Only translate the text content.
I'm not too sure if this is necessary, but I'm adding it on a trial basis to reduce the extra output. It may be the same without it.
Points to Note and Consider When Using the OpenAI API
It goes without saying, but when using the OpenAI API or DeepL API, do not directly call the API from the client. Create an API wrapper for each API and manage the API tokens in server-side environment variables or secret manager.
This should also go without saying, but do not write the API tokens directly in the source code and push to Git.
When using the OpenAI API to create a translation feature, it is necessary to impose restrictions to prevent users from executing translations indefinitely, just like when using the DeepL API. This helps prevent potential attacks and mitigate the risk of incurring high costs due to implementation errors.
Measures against prompt injection are also necessary. Restricting as done earlier will be one of the measures. Also, I think it is effective to limit the number of output tokens depending on the amount of text in the source document. There is a certain correlation between the amount of text in the source document and the amount of text in the translated document, so when translating 10 tokens of English into Japanese, it should be fine to limit the output token count to around 20-30 tokens. This way, unintended outputs can be mitigated.

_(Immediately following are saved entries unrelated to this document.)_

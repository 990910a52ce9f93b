//! Aadhaar card field extraction module.

mod parser;
pub mod normalize;
pub mod rules;

pub use parser::{AadhaarParser, ExtractionResult, RuleBasedParser};
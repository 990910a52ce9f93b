//! Name extraction: dual-script blocks, Latin fallback scan, guardians.

use super::cleanup::clean_name;
use super::patterns::{DUAL_SCRIPT_NAME, GUARDIAN_NAME, LATIN_NAME_LINE};
use super::FieldExtractor;

/// Phrases that disqualify a line from being a personal name.
const BOILERPLATE_PHRASES: [&str; 4] = [
    "Digitally signed by DS Unique",
    "Identification Authority of India",
    "Government of India",
    "Signature Not Verified",
];

/// A name pair captured from adjacent local-script and Latin lines.
#[derive(Debug, Clone, PartialEq, Eq)]
pub struct DualScriptName {
    /// Name in the local Indic script, trimmed.
    pub local: String,
    /// Latin-script name after cleanup.
    pub latin: String,
}

/// Extract an adjacent local-script / Latin-script name pair.
///
/// Cards print the holder name twice, local script first. The Latin run
/// can bleed into the following line, so it goes through the full name
/// cleanup. The stacked authority header matches the same shape, so any
/// pair whose Latin half carries a boilerplate phrase is skipped and the
/// next pair considered. Both halves are returned independently; either
/// may end up empty.
pub fn extract_dual_script_name(text: &str) -> Option<DualScriptName> {
    for caps in DUAL_SCRIPT_NAME.captures_iter(text) {
        let latin = caps[2].trim().replace('\n', " ");
        if is_boilerplate(&latin) {
            continue;
        }
        return Some(DualScriptName {
            local: caps[1].trim().to_string(),
            latin: clean_name(&latin),
        });
    }
    None
}

/// Scan normalized lines for the first plausible Latin name line.
///
/// A candidate is all Latin letters, spaces, apostrophes and hyphens,
/// has more than one word, and contains no boilerplate phrase. The
/// first candidate decides: its cleaned value is returned even when
/// cleanup empties it.
pub fn scan_name_lines(lines: &[&str]) -> Option<String> {
    for line in lines {
        if is_boilerplate(line) {
            continue;
        }
        if !LATIN_NAME_LINE.is_match(line) {
            continue;
        }
        if line.split_whitespace().count() <= 1 {
            continue;
        }
        return Some(clean_name(line));
    }
    None
}

fn is_boilerplate(line: &str) -> bool {
    let line = line.to_lowercase();
    BOILERPLATE_PHRASES
        .iter()
        .any(|phrase| line.contains(&phrase.to_lowercase()))
}

/// Guardian name extractor (S/o, C/o, D/o, W/o prefixes).
pub struct GuardianExtractor;

impl GuardianExtractor {
    pub fn new() -> Self {
        Self
    }
}

impl Default for GuardianExtractor {
    fn default() -> Self {
        Self::new()
    }
}

impl FieldExtractor for GuardianExtractor {
    type Output = String;

    fn extract(&self, text: &str) -> Option<Self::Output> {
        self.extract_all(text).into_iter().next()
    }

    fn extract_all(&self, text: &str) -> Vec<Self::Output> {
        GUARDIAN_NAME
            .captures_iter(text)
            .map(|caps| caps[2].trim().to_string())
            .collect()
    }
}

/// Extract the first guardian name from text.
pub fn extract_guardian_name(text: &str) -> Option<String> {
    GuardianExtractor::new().extract(text)
}

#[cfg(test)]
mod tests {
    use super::*;

    #[test]
    fn test_dual_script_pair() {
        let text = "राम कुमार\nRAM KUMAR S/O SHYAM KUMAR";
        let pair = extract_dual_script_name(text).unwrap();
        assert_eq!(pair.local, "राम कुमार");
        assert_eq!(pair.latin, "RAM KUMAR");
    }

    #[test]
    fn test_dual_script_absent_without_indic_block() {
        // Single newlines between Latin lines never form a pair
        let text = "Government of India\nRam Kumar\nDOB: 01/01/2000";
        assert_eq!(extract_dual_script_name(text), None);
    }

    #[test]
    fn test_dual_script_skips_authority_header() {
        // e-Aadhaar text opens with the header stacked exactly like a name pair
        let text = "भारत सरकार\nGovernment of India\nराम कुमार\nRam Kumar";
        let pair = extract_dual_script_name(text).unwrap();
        assert_eq!(pair.local, "राम कुमार");
        assert_eq!(pair.latin, "Ram Kumar");
    }

    #[test]
    fn test_dual_script_header_alone_yields_none() {
        let text = "भारत सरकार\nGovernment of India";
        assert_eq!(extract_dual_script_name(text), None);
    }

    #[test]
    fn test_scan_name_lines_picks_first_candidate() {
        let lines = ["Government of India", "Priya Sharma", "Anil Kumar"];
        assert_eq!(scan_name_lines(&lines), Some("Priya Sharma".to_string()));
    }

    #[test]
    fn test_scan_name_lines_skips_single_words() {
        let lines = ["Male", "Priya Sharma"];
        assert_eq!(scan_name_lines(&lines), Some("Priya Sharma".to_string()));
    }

    #[test]
    fn test_scan_name_lines_rejects_boilerplate() {
        let lines = [
            "Signature Not Verified",
            "Digitally signed by DS Unique",
            "Government of India",
        ];
        assert_eq!(scan_name_lines(&lines), None);
    }

    #[test]
    fn test_scan_name_lines_rejects_mixed_content() {
        let lines = ["DOB: 15/08/1990", "1234 5678 9012"];
        assert_eq!(scan_name_lines(&lines), None);
    }

    #[test]
    fn test_extract_guardian_name() {
        let text = "S/O: Shyam Kumar\n12 Gandhi Road";
        assert_eq!(extract_guardian_name(text), Some("Shyam Kumar".to_string()));
    }

    #[test]
    fn test_extract_guardian_name_variants() {
        assert_eq!(
            extract_guardian_name("W/O Mohan Lal\n45 Temple Street"),
            Some("Mohan Lal".to_string())
        );
        assert_eq!(
            extract_guardian_name("c/o. Rajesh Singh, Flat 3"),
            Some("Rajesh Singh".to_string())
        );
        assert_eq!(extract_guardian_name("no prefix in sight: 42"), None);
    }
}
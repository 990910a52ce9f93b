//! Postal code and phone number extraction.

use super::patterns::{PHONE, PINCODE};
use super::FieldExtractor;

/// Postal code extractor (exactly 6 digits on word boundaries).
///
/// First match wins; an unrelated 6-digit run earlier in the text will
/// shadow the real code. Kept as a documented limitation.
pub struct PincodeExtractor;

impl PincodeExtractor {
    pub fn new() -> Self {
        Self
    }
}

impl Default for PincodeExtractor {
    fn default() -> Self {
        Self::new()
    }
}

impl FieldExtractor for PincodeExtractor {
    type Output = String;

    fn extract(&self, text: &str) -> Option<Self::Output> {
        self.extract_all(text).into_iter().next()
    }

    fn extract_all(&self, text: &str) -> Vec<Self::Output> {
        PINCODE
            .captures_iter(text)
            .map(|caps| caps[1].to_string())
            .collect()
    }
}

/// Phone number extractor (exactly 10 digits on word boundaries).
pub struct PhoneExtractor;

impl PhoneExtractor {
    pub fn new() -> Self {
        Self
    }
}

impl Default for PhoneExtractor {
    fn default() -> Self {
        Self::new()
    }
}

impl FieldExtractor for PhoneExtractor {
    type Output = String;

    fn extract(&self, text: &str) -> Option<Self::Output> {
        self.extract_all(text).into_iter().next()
    }

    fn extract_all(&self, text: &str) -> Vec<Self::Output> {
        PHONE
            .captures_iter(text)
            .map(|caps| caps[1].to_string())
            .collect()
    }
}

/// Extract the first 6-digit postal code from text.
pub fn extract_pincode(text: &str) -> Option<String> {
    PincodeExtractor::new().extract(text)
}

/// Extract the first 10-digit phone number from text.
pub fn extract_phone(text: &str) -> Option<String> {
    PhoneExtractor::new().extract(text)
}

#[cfg(test)]
mod tests {
    use super::*;

    #[test]
    fn test_extract_pincode() {
        assert_eq!(extract_pincode("PIN Code: 560001"), Some("560001".to_string()));
        assert_eq!(extract_pincode("Pune 411001 India"), Some("411001".to_string()));
    }

    #[test]
    fn test_extract_pincode_exact_length_only() {
        assert_eq!(extract_pincode("12345"), None);
        assert_eq!(extract_pincode("1234567"), None);
        // A 10-digit phone number contains no bounded 6-digit run
        assert_eq!(extract_pincode("9876543210"), None);
    }

    #[test]
    fn test_extract_phone() {
        assert_eq!(extract_phone("Mobile: 9876543210"), Some("9876543210".to_string()));
        assert_eq!(extract_phone("call 98765 43210"), None);
    }

    #[test]
    fn test_extract_phone_ignores_shorter_runs() {
        assert_eq!(extract_phone("560001 411001"), None);
    }
}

It is also useful to change the model used depending on the length of the input text.
Using gpt-3.5-turbo-16k
for long texts and gpt-3.5-turbo
for short texts can help to reduce costs.
Measures to deal with long execution times are also necessary. In Noh, the Noh translation API receives multiple sentences and sends multiple requests to the OpenAI API in parallel using Promise.all
to drastically speed up the translation of many sentences. This also helps with handling the fact that the OpenAI API is not efficient at serializing JSON.
And finally, the last tip is to have a broad mind. I have written detailed prompts, but sometimes I forget to follow them regularly. If this is a requirement that you cannot tolerate, you should consider other options.
Summary
Using the OpenAI API GPT-3.5-Turbo for translation is very cost-effective, and if you can tolerate a certain level of translation errors, I think it is practical in terms of accuracy. Conversely, if you are creating a system that cannot tolerate bizarre translations, then it would be better to use the DeepL API or Google Cloud Translation API. The DeepL API and Google Cloud Translation API are specialized in translation and do not provide responses other than translations. However, by crafting the prompt, non-translation behaviors in the OpenAI API translation could be significantly reduced.
Using the OpenAI API for translation allows you to translate Markdown text flexibly and conveniently.